* _Data for processing_
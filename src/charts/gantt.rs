use chrono::DateTime;
use iced::alignment::{Horizontal, Vertical};
use iced::mouse;
use iced::widget::canvas::{self, Cache, Frame, Geometry, Path, Stroke, Text};
use iced::{Point, Rectangle, Renderer, Size, Theme};

use super::axis::{draw_axes, draw_legend};
use super::model::{
    ChartConfig, GanttBar, InteractionConfig, InteractionState, LegendEntry, PlotArea,
};
use crate::message::Message;

const SECONDS_PER_DAY: f64 = 86_400.0;

/// Horizontal timeline: one row per label, one bar per interval.
pub struct GanttChart {
    cache: Cache,
    rows: Vec<String>,
    bars: Vec<GanttBar>,
    legend: Vec<LegendEntry>,
    config: ChartConfig,
    interaction: InteractionConfig,
}

impl GanttChart {
    pub fn new(rows: Vec<String>, bars: Vec<GanttBar>) -> Self {
        Self {
            cache: Cache::new(),
            rows,
            bars,
            legend: Vec::new(),
            config: ChartConfig::default(),
            interaction: InteractionConfig::default(),
        }
    }

    pub fn with_legend(mut self, legend: Vec<LegendEntry>) -> Self {
        self.legend = legend;
        self
    }

    pub fn with_config(mut self, config: ChartConfig) -> Self {
        self.config = config;
        self
    }

    pub fn is_empty(&self) -> bool {
        self.rows.is_empty() || self.bars.is_empty()
    }

    fn time_range(&self) -> (f64, f64) {
        let start = self
            .bars
            .iter()
            .map(|bar| bar.start)
            .fold(f64::INFINITY, f64::min);
        let end = self
            .bars
            .iter()
            .map(|bar| bar.end)
            .fold(f64::NEG_INFINITY, f64::max);

        if !start.is_finite() || !end.is_finite() {
            (0.0, SECONDS_PER_DAY)
        } else if end - start < SECONDS_PER_DAY {
            (start, start + SECONDS_PER_DAY)
        } else {
            (start, end)
        }
    }

    fn row_height(&self, area: &PlotArea) -> f32 {
        area.height() / self.rows.len() as f32
    }

    fn bar_rect(&self, bar: &GanttBar, area: &PlotArea, state: &InteractionState) -> Rectangle {
        let (min, max) = self.time_range();
        let span = (max - min) as f32;
        let scale = area.width() * state.zoom() / span;
        let row_height = self.row_height(area);

        let x = area.left + (bar.start - min) as f32 * scale + state.pan.x;
        let width = ((bar.end - bar.start) as f32 * scale).max(2.0);
        let y = area.top + bar.row as f32 * row_height + row_height * 0.15;

        Rectangle::new(Point::new(x, y), Size::new(width, row_height * 0.7))
    }

    fn bar_at(&self, area: &PlotArea, state: &InteractionState, cursor: Point) -> Option<&GanttBar> {
        self.bars
            .iter()
            .rev()
            .find(|bar| self.bar_rect(bar, area, state).contains(cursor))
    }
}

impl canvas::Program<Message> for GanttChart {
    type State = InteractionState;

    fn update(
        &self,
        state: &mut Self::State,
        event: &canvas::Event,
        bounds: Rectangle,
        cursor: mouse::Cursor,
    ) -> Option<canvas::Action<Message>> {
        state.handle(&self.interaction, event, bounds, cursor)
    }

    fn draw(
        &self,
        state: &Self::State,
        renderer: &Renderer,
        theme: &Theme,
        bounds: Rectangle,
        cursor: mouse::Cursor,
    ) -> Vec<Geometry> {
        let mut geometries = Vec::new();
        if self.is_empty() {
            return geometries;
        }

        let palette = theme.extended_palette();
        let Some(area) = PlotArea::within(bounds.size(), &self.config, true) else {
            return geometries;
        };
        let row_height = self.row_height(&area);

        let background = self.cache.draw(renderer, bounds.size(), |frame| {
            draw_axes(frame, &area, palette.background.weak.color);
            draw_legend(frame, &self.legend, self.config.padding, palette.background.base.text);

            for (index, row) in self.rows.iter().enumerate() {
                frame.fill_text(Text {
                    content: row.clone(),
                    position: Point::new(
                        area.left - 6.0,
                        area.top + index as f32 * row_height + row_height / 2.0,
                    ),
                    color: palette.background.base.text,
                    size: 11.0.into(),
                    align_x: Horizontal::Right.into(),
                    align_y: Vertical::Center.into(),
                    ..Text::default()
                });
            }
        });
        geometries.push(background);

        let mut timeline = Frame::new(renderer, bounds.size());
        let (min, max) = self.time_range();
        let ticks = self.config.grid_lines.max(1);
        for tick in 0..=ticks {
            let fraction = tick as f64 / ticks as f64;
            let seconds = min + (max - min) * fraction / state.zoom() as f64
                - (state.pan.x / area.width()) as f64 * (max - min) / state.zoom() as f64;
            let x = area.left + area.width() * fraction as f32;
            let label = DateTime::from_timestamp(seconds as i64, 0)
                .map(|ts| ts.format("%Y-%m-%d").to_string())
                .unwrap_or_default();

            timeline.stroke(
                &Path::line(Point::new(x, area.top), Point::new(x, area.bottom)),
                Stroke::default()
                    .with_width(0.5)
                    .with_color(palette.background.weak.color),
            );
            timeline.fill_text(Text {
                content: label,
                position: Point::new(x, area.bottom + 6.0),
                color: palette.background.base.text,
                size: 10.0.into(),
                align_x: Horizontal::Center.into(),
                ..Text::default()
            });
        }

        for bar in &self.bars {
            if let Some(visible) = area.clip(self.bar_rect(bar, &area, state)) {
                timeline.fill(&Path::rectangle(visible.position(), visible.size()), bar.color);
            }
        }
        geometries.push(timeline.into_geometry());

        if let Some(cursor_pos) = cursor.position_in(bounds) {
            if self.interaction.enable_hover && area.contains(cursor_pos) {
                if let Some(bar) = self.bar_at(&area, state, cursor_pos) {
                    let mut overlay = Frame::new(renderer, bounds.size());
                    overlay.fill_text(Text {
                        content: bar.label.clone(),
                        position: Point::new(cursor_pos.x + 8.0, cursor_pos.y - 8.0),
                        color: palette.background.base.text,
                        size: 12.0.into(),
                        ..Text::default()
                    });
                    overlay.stroke(
                        &Path::rectangle(
                            self.bar_rect(bar, &area, state).position(),
                            self.bar_rect(bar, &area, state).size(),
                        ),
                        Stroke::default()
                            .with_width(1.0)
                            .with_color(palette.primary.strong.color),
                    );
                    geometries.push(overlay.into_geometry());
                }
            }
        }

        geometries
    }

    fn mouse_interaction(
        &self,
        _state: &Self::State,
        bounds: Rectangle,
        cursor: mouse::Cursor,
    ) -> mouse::Interaction {
        if cursor.position_in(bounds).is_some() {
            mouse::Interaction::Crosshair
        } else {
            mouse::Interaction::default()
        }
    }
}

#[cfg(test)]
mod tests {
    use super::*;
    use approx::assert_relative_eq;
    use iced::Color;

    fn bar(row: usize, start_day: f64, end_day: f64) -> GanttBar {
        GanttBar {
            row,
            start: start_day * SECONDS_PER_DAY,
            end: end_day * SECONDS_PER_DAY,
            color: Color::BLACK,
            label: format!("row {row}"),
        }
    }

    fn area() -> PlotArea {
        PlotArea {
            left: 0.0,
            top: 0.0,
            right: 100.0,
            bottom: 100.0,
        }
    }

    #[test]
    fn bars_scale_across_the_time_range() {
        let chart = GanttChart::new(
            vec!["a".to_owned(), "b".to_owned()],
            vec![bar(0, 0.0, 5.0), bar(1, 5.0, 10.0)],
        );
        let state = InteractionState::default();

        let first = chart.bar_rect(&chart.bars[0], &area(), &state);
        let second = chart.bar_rect(&chart.bars[1], &area(), &state);

        assert_relative_eq!(first.x, 0.0);
        assert_relative_eq!(first.width, 50.0, epsilon = 1e-3);
        assert_relative_eq!(second.x, 50.0, epsilon = 1e-3);
        assert!(second.y > first.y);
    }

    #[test]
    fn hover_finds_bar_under_cursor() {
        let chart = GanttChart::new(
            vec!["a".to_owned(), "b".to_owned()],
            vec![bar(0, 0.0, 5.0), bar(1, 5.0, 10.0)],
        );
        let state = InteractionState::default();

        let hit = chart.bar_at(&area(), &state, Point::new(75.0, 75.0));
        assert_eq!(hit.map(|bar| bar.row), Some(1));
        assert!(chart.bar_at(&area(), &state, Point::new(75.0, 25.0)).is_none());
    }

    #[test]
    fn same_day_intervals_get_a_one_day_window() {
        let chart = GanttChart::new(vec!["a".to_owned()], vec![bar(0, 2.0, 2.0)]);
        let (min, max) = chart.time_range();
        assert_eq!(max - min, SECONDS_PER_DAY);
    }
}
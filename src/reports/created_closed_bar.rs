use std::collections::BTreeSet;

use crate::charts::{BarChart, BarSeries, ChartConfig};
use crate::data::created_vs_closed::{FlowCount, TicketFlow};
use crate::theme::series_color;

pub struct CreatedClosedReport;

impl CreatedClosedReport {
    pub fn title() -> &'static str {
        "Total Tickets - create vs close"
    }

    pub fn subtitle() -> &'static str {
        "Tickets opened and closed per period"
    }

    pub fn chart(rows: &[FlowCount]) -> BarChart {
        let buckets: BTreeSet<_> = rows.iter().map(|row| row.bucket).collect();
        let categories = buckets.iter().map(ToString::to_string).collect();

        let series = [TicketFlow::Opened, TicketFlow::Closed]
            .into_iter()
            .enumerate()
            .map(|(index, flow)| {
                let mut series = BarSeries::new(flow.label(), series_color(index));
                for row in rows.iter().filter(|row| row.status == flow) {
                    series.push(row.bucket.to_string(), row.count as f32);
                }
                series
            })
            .collect();

        BarChart::new(categories, series).with_config(ChartConfig {
            padding: 40.0,
            grid_lines: 4,
            label_gutter: 0.0,
        })
    }
}
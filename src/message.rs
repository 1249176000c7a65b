use std::sync::Arc;

use crate::importing::TicketImport;
use crate::screens::Page;
use crate::tickets::{Priority, Timeframe};

#[derive(Debug, Clone)]
pub enum Message {
    ToggleSidebar,
    Navigate(Page),
    ReloadTickets,
    TicketsLoaded(Result<Arc<TicketImport>, String>),
    TimeframeSelected(Timeframe),
    StartDateChanged(String),
    EndDateChanged(String),
    PriorityToggled(Priority),
    IntegrationToggled(String),
    SelectAllIntegrations,
    ClearIntegrations,
    TimeIntegrationToggled(String),
    ToggleTimeIntegrations,
}
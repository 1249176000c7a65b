use std::collections::BTreeSet;

use crate::charts::{BarChart, BarLayout, BarSeries, ChartConfig};
use crate::data::critical_ratio::{BucketShare, Criticality};
use crate::theme::priority_color;
use crate::tickets::Priority;

pub struct CriticalRatioReport;

impl CriticalRatioReport {
    pub fn title() -> &'static str {
        "Tickets - Critical vs. Non-Critical"
    }

    pub fn subtitle() -> &'static str {
        "Share of urgent and high priority tickets per period (%)"
    }

    pub fn chart(rows: &[BucketShare]) -> BarChart {
        let buckets: BTreeSet<_> = rows.iter().map(|row| row.bucket).collect();
        let categories = buckets.iter().map(ToString::to_string).collect();

        let series = [
            (Criticality::Critical, priority_color(Priority::High)),
            (Criticality::NonCritical, priority_color(Priority::Low)),
        ]
        .into_iter()
        .map(|(label, color)| {
            let mut series = BarSeries::new(label.label(), color);
            for row in rows.iter().filter(|row| row.label == label) {
                series.push(row.bucket.to_string(), row.percent as f32);
            }
            series
        })
        .collect();

        BarChart::new(categories, series)
            .with_layout(BarLayout::Stacked)
            .with_config(ChartConfig {
                padding: 40.0,
                grid_lines: 4,
                label_gutter: 0.0,
            })
    }
}
use iced::alignment::{Horizontal, Vertical};
use iced::mouse;
use iced::widget::canvas::{self, Cache, Frame, Geometry, Path, Stroke, Text};
use iced::{Color, Point, Rectangle, Renderer, Size, Theme};

use super::axis::{draw_legend, draw_value_grid};
use super::model::{
    nice_ceiling, BarLayout, BarSeries, ChartConfig, InteractionConfig, InteractionState,
    LegendEntry, Orientation, PlotArea,
};
use crate::message::Message;

/// Multi-series bar chart over a fixed, ordered category axis.
pub struct BarChart {
    cache: Cache,
    categories: Vec<String>,
    series: Vec<BarSeries>,
    layout: BarLayout,
    orientation: Orientation,
    config: ChartConfig,
    interaction: InteractionConfig,
}

impl BarChart {
    pub fn new(categories: Vec<String>, series: Vec<BarSeries>) -> Self {
        Self {
            cache: Cache::new(),
            categories,
            series,
            layout: BarLayout::Grouped,
            orientation: Orientation::Vertical,
            config: ChartConfig::default(),
            interaction: InteractionConfig::default(),
        }
    }

    pub fn with_layout(mut self, layout: BarLayout) -> Self {
        self.layout = layout;
        self
    }

    pub fn with_orientation(mut self, orientation: Orientation) -> Self {
        self.orientation = orientation;
        self
    }

    pub fn with_config(mut self, config: ChartConfig) -> Self {
        self.config = config;
        self
    }

    pub fn is_empty(&self) -> bool {
        self.categories.is_empty() || self.series.is_empty()
    }

    fn value(&self, series: usize, category: usize) -> f32 {
        self.series[series].value_for(&self.categories[category])
    }

    fn axis_max(&self) -> f32 {
        let max = (0..self.categories.len())
            .map(|category| match self.layout {
                BarLayout::Grouped => (0..self.series.len())
                    .map(|series| self.value(series, category))
                    .fold(0.0_f32, f32::max),
                BarLayout::Stacked => (0..self.series.len())
                    .map(|series| self.value(series, category))
                    .sum(),
            })
            .fold(0.0_f32, f32::max);

        nice_ceiling(max, self.config.grid_lines)
    }

    fn horizontal(&self) -> bool {
        self.orientation == Orientation::Horizontal
    }

    /// Length of one category slot along the category axis.
    fn slot(&self, area: &PlotArea, state: &InteractionState) -> f32 {
        let axis = if self.horizontal() {
            area.height()
        } else {
            area.width()
        };
        axis / self.categories.len() as f32 * state.zoom()
    }

    /// Category slot under `cursor`, if any.
    fn category_at(&self, area: &PlotArea, state: &InteractionState, cursor: Point) -> Option<usize> {
        let slot = self.slot(area, state);
        let offset = if self.horizontal() {
            area.bottom + state.pan.y - cursor.y
        } else {
            cursor.x - area.left - state.pan.x
        };
        let index = (offset / slot).floor();

        if index >= 0.0 && (index as usize) < self.categories.len() {
            Some(index as usize)
        } else {
            None
        }
    }

    /// Category labels sit in the gutter, so only the slot center is checked
    /// against the plot span.
    fn label_visible(&self, area: &PlotArea, state: &InteractionState, center: f32) -> bool {
        if self.horizontal() {
            let y = area.bottom - center + state.pan.y;
            y >= area.top && y <= area.bottom
        } else {
            let x = area.left + center + state.pan.x;
            x >= area.left && x <= area.right
        }
    }

    fn legend(&self) -> Vec<LegendEntry> {
        self.series
            .iter()
            .map(|series| LegendEntry {
                label: series.name.clone(),
                color: series.color,
            })
            .collect()
    }

    fn draw_bars(
        &self,
        frame: &mut Frame,
        area: &PlotArea,
        state: &InteractionState,
        max_value: f32,
        text_color: Color,
    ) {
        let slot = self.slot(area, state);
        let value_span = if self.horizontal() {
            area.width()
        } else {
            area.height()
        };
        let bar_span = slot * 0.8;
        let group_width = match self.layout {
            BarLayout::Grouped => bar_span / self.series.len() as f32,
            BarLayout::Stacked => bar_span,
        };
        let min_label_gap = if self.horizontal() { 14.0 } else { 56.0 };
        let label_every = ((min_label_gap / slot).ceil() as usize).max(1);

        for category in 0..self.categories.len() {
            let slot_start = category as f32 * slot + slot * 0.1;
            let mut stacked = 0.0_f32;

            for series in 0..self.series.len() {
                let value = self.value(series, category);
                if value <= 0.0 {
                    continue;
                }

                let length = value / max_value * value_span;
                let (offset, base) = match self.layout {
                    BarLayout::Grouped => (slot_start + series as f32 * group_width, 0.0),
                    BarLayout::Stacked => (slot_start, stacked),
                };
                stacked += length;

                let rect = if self.horizontal() {
                    let y = area.bottom - offset - group_width + state.pan.y;
                    Rectangle::new(Point::new(area.left + base, y), Size::new(length, group_width))
                } else {
                    let x = area.left + offset + state.pan.x;
                    Rectangle::new(
                        Point::new(x, area.bottom - base - length),
                        Size::new(group_width, length),
                    )
                };
                if let Some(visible) = area.clip(rect) {
                    frame.fill(
                        &Path::rectangle(visible.position(), visible.size()),
                        self.series[series].color,
                    );
                }
            }

            let center = category as f32 * slot + slot / 2.0;
            if category % label_every != 0 || !self.label_visible(area, state, center) {
                continue;
            }

            let label = if self.horizontal() {
                Text {
                    content: self.categories[category].clone(),
                    position: Point::new(area.left - 6.0, area.bottom - center + state.pan.y),
                    color: text_color,
                    size: 11.0.into(),
                    align_x: Horizontal::Right.into(),
                    align_y: Vertical::Center.into(),
                    ..Text::default()
                }
            } else {
                Text {
                    content: self.categories[category].clone(),
                    position: Point::new(area.left + center + state.pan.x, area.bottom + 6.0),
                    color: text_color,
                    size: 11.0.into(),
                    align_x: Horizontal::Center.into(),
                    ..Text::default()
                }
            };
            frame.fill_text(label);
        }
    }
}

impl canvas::Program<Message> for BarChart {
    type State = InteractionState;

    fn update(
        &self,
        state: &mut Self::State,
        event: &canvas::Event,
        bounds: Rectangle,
        cursor: mouse::Cursor,
    ) -> Option<canvas::Action<Message>> {
        state.handle(&self.interaction, event, bounds, cursor)
    }

    fn draw(
        &self,
        state: &Self::State,
        renderer: &Renderer,
        theme: &Theme,
        bounds: Rectangle,
        cursor: mouse::Cursor,
    ) -> Vec<Geometry> {
        let mut geometries = Vec::new();
        if self.is_empty() {
            return geometries;
        }

        let palette = theme.extended_palette();
        let Some(area) = PlotArea::within(bounds.size(), &self.config, self.horizontal()) else {
            return geometries;
        };
        let max_value = self.axis_max();

        let background = self.cache.draw(renderer, bounds.size(), |frame| {
            draw_value_grid(
                frame,
                &area,
                max_value,
                self.config.grid_lines,
                self.horizontal(),
                palette.background.weak.color,
                palette.background.base.text,
            );
            draw_legend(frame, &self.legend(), self.config.padding, palette.background.base.text);
        });
        geometries.push(background);

        let mut bars = Frame::new(renderer, bounds.size());
        self.draw_bars(&mut bars, &area, state, max_value, palette.background.base.text);
        geometries.push(bars.into_geometry());

        if !self.interaction.enable_hover {
            return geometries;
        }

        if let Some(cursor_pos) = cursor.position_in(bounds) {
            if area.contains(cursor_pos) {
                if let Some(category) = self.category_at(&area, state, cursor_pos) {
                    let mut overlay = Frame::new(renderer, bounds.size());
                    let details: Vec<String> = (0..self.series.len())
                        .map(|series| {
                            format!(
                                "{}: {:.2}",
                                self.series[series].name,
                                self.value(series, category)
                            )
                        })
                        .collect();
                    let label = format!("{}\n{}", self.categories[category], details.join("\n"));

                    overlay.fill_text(Text {
                        content: label,
                        position: Point::new(cursor_pos.x + 8.0, cursor_pos.y - 8.0),
                        color: palette.background.base.text,
                        size: 12.0.into(),
                        ..Text::default()
                    });

                    let guide = if self.horizontal() {
                        Path::line(
                            Point::new(area.left, cursor_pos.y),
                            Point::new(area.right, cursor_pos.y),
                        )
                    } else {
                        Path::line(
                            Point::new(cursor_pos.x, area.top),
                            Point::new(cursor_pos.x, area.bottom),
                        )
                    };
                    overlay.stroke(
                        &guide,
                        Stroke::default()
                            .with_width(1.0)
                            .with_color(palette.primary.strong.color),
                    );

                    geometries.push(overlay.into_geometry());
                }
            }
        }

        geometries
    }

    fn mouse_interaction(
        &self,
        _state: &Self::State,
        bounds: Rectangle,
        cursor: mouse::Cursor,
    ) -> mouse::Interaction {
        if cursor.position_in(bounds).is_some() {
            mouse::Interaction::Pointer
        } else {
            mouse::Interaction::default()
        }
    }
}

* _Problem statement_
How many lines of the material above contain the word "super"? Give only the number.

* _The answer_
5